• Work item:
Filter the entries below down to the lines that hold "exists".

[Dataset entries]
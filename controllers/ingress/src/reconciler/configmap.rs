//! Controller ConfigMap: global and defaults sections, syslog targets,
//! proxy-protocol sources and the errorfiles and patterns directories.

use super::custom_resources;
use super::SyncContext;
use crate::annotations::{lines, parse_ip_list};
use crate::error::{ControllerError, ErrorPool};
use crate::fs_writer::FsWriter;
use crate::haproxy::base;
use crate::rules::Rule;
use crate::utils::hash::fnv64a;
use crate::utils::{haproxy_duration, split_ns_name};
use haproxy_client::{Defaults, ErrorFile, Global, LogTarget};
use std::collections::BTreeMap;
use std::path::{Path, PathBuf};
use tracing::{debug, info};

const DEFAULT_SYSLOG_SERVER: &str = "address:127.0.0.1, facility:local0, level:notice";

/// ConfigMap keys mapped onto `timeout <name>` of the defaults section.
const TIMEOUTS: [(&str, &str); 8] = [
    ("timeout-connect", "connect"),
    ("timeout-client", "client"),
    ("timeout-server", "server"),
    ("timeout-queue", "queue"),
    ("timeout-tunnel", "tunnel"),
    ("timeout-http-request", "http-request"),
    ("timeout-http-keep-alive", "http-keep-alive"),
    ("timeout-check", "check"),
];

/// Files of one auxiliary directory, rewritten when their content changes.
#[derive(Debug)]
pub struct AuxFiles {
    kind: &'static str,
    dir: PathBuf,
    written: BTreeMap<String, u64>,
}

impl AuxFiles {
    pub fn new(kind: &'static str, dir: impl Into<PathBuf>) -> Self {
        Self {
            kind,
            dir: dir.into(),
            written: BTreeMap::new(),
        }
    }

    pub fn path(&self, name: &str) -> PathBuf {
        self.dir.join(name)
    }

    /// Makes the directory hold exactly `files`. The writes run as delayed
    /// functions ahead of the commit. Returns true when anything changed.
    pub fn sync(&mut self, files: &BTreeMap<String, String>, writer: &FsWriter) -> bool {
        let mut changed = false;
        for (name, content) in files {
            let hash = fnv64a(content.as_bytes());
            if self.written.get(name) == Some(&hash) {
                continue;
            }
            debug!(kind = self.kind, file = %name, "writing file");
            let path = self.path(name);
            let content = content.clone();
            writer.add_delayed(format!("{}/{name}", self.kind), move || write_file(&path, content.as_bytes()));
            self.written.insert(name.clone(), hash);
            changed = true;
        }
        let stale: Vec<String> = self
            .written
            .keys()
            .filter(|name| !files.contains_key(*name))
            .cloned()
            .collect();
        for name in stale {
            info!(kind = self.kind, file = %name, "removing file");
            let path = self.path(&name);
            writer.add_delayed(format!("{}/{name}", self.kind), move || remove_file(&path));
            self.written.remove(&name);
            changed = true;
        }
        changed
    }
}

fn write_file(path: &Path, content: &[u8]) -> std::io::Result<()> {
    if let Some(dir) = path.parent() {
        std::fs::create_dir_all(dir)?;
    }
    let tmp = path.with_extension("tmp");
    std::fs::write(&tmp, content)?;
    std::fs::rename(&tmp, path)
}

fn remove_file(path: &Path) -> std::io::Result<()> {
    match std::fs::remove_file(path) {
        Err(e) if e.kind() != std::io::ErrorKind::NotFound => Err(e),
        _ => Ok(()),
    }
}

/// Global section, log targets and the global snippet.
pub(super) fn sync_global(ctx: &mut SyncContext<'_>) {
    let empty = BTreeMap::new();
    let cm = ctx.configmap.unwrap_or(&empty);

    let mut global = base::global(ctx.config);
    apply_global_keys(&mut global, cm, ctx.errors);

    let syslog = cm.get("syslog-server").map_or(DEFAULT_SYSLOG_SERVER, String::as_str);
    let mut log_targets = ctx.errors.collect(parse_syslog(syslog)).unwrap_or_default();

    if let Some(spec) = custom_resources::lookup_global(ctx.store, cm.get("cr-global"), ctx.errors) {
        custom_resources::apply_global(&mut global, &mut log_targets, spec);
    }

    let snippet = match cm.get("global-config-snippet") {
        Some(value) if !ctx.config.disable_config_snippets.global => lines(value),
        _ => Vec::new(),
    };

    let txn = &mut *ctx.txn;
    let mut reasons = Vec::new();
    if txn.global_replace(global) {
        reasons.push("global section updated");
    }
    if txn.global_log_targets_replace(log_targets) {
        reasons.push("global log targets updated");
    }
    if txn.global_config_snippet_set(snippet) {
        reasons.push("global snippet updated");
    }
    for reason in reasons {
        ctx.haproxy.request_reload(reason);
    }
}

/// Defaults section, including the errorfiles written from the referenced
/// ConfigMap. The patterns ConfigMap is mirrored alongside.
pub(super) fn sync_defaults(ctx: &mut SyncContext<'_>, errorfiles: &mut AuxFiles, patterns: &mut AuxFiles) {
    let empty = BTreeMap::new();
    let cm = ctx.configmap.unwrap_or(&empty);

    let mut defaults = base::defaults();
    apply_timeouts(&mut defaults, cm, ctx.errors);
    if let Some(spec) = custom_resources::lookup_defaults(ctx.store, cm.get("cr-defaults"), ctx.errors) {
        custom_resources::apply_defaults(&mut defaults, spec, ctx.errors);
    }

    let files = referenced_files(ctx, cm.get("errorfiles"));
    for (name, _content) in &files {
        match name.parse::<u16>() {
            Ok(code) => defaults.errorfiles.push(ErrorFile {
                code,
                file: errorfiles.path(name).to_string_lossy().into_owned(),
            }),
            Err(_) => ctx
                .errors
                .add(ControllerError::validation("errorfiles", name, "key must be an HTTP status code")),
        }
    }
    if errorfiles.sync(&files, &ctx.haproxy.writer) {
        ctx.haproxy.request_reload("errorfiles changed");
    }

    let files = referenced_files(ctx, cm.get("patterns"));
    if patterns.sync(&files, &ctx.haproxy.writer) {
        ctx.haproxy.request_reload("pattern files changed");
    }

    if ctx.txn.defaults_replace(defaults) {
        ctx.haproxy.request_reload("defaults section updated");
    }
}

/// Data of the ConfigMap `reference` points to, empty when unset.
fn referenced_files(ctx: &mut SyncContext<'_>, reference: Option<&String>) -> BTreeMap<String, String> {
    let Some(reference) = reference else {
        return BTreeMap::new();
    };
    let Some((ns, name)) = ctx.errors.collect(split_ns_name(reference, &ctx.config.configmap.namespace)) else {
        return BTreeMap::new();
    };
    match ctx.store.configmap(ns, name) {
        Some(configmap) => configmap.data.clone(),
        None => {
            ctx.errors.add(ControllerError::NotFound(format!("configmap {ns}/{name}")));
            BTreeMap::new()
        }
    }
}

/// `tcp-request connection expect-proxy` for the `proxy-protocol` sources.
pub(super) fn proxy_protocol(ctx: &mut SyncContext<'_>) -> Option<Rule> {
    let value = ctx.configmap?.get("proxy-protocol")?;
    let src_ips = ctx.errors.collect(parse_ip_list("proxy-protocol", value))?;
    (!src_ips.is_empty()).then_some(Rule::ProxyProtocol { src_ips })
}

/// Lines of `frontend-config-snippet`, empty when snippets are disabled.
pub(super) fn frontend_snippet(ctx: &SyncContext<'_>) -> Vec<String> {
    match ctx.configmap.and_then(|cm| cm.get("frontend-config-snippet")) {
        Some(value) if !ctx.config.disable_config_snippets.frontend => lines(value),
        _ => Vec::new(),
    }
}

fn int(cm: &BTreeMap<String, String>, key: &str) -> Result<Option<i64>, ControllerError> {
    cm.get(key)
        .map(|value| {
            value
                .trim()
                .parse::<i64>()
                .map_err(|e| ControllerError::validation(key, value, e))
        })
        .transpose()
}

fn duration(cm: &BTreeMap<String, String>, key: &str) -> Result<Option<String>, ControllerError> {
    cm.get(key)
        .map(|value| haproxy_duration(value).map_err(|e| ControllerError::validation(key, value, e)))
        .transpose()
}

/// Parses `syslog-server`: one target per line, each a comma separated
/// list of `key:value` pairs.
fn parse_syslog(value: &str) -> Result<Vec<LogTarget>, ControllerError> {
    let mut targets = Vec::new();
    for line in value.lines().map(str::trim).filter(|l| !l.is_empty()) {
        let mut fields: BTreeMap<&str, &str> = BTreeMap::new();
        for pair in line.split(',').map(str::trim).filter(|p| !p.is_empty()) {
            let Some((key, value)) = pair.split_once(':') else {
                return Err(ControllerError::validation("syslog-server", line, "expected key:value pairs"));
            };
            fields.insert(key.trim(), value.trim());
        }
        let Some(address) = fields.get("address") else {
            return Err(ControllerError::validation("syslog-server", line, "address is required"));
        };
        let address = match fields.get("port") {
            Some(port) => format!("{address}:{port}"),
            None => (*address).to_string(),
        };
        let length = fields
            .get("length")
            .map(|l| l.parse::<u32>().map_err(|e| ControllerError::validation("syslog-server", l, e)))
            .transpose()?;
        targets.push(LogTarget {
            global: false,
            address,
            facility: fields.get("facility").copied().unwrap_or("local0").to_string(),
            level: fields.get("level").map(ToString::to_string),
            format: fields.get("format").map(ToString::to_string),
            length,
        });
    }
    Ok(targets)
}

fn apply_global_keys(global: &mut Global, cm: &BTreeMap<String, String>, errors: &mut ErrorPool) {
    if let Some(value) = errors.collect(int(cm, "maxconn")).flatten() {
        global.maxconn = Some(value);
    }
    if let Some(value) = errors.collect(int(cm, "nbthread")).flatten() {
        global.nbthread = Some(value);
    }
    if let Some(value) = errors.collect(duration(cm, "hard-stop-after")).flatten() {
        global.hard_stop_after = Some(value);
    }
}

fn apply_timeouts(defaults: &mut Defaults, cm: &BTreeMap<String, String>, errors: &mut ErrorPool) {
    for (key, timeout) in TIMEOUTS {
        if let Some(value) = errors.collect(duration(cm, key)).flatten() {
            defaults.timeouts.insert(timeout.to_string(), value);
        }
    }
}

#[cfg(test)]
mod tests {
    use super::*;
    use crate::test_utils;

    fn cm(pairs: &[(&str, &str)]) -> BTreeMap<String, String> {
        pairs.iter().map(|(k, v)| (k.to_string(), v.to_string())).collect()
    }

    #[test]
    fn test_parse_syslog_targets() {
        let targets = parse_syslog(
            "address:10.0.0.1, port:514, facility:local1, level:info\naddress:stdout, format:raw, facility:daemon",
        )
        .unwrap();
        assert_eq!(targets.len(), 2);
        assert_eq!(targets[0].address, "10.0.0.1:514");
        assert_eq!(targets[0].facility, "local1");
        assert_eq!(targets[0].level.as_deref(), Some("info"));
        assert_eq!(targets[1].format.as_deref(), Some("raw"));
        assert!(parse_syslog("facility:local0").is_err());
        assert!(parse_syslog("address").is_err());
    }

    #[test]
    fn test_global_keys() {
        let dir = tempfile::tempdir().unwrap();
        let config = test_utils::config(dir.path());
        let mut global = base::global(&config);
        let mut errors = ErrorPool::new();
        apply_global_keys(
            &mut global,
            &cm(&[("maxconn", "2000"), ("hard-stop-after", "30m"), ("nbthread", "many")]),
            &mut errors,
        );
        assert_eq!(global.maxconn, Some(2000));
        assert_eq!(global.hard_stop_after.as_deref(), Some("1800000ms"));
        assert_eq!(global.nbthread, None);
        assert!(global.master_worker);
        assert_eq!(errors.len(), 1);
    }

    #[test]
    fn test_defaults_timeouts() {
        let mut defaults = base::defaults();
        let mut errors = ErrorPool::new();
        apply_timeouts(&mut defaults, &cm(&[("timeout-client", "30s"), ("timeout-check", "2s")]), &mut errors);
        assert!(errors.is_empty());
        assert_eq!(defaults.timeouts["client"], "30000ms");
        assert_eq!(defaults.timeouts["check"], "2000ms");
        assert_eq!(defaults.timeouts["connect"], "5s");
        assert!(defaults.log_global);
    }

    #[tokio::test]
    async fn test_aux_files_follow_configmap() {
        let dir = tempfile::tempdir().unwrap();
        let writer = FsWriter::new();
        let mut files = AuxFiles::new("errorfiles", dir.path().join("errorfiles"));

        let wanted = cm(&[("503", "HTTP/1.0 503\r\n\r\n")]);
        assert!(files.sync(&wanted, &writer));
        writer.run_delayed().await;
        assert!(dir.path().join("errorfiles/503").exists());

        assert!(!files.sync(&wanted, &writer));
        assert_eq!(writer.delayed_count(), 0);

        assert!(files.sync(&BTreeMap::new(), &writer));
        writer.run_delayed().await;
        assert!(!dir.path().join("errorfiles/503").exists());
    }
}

• The answer:
        assert!(dir.path().join("errorfiles/503").exists());
        assert!(!dir.path().join("errorfiles/503").exists());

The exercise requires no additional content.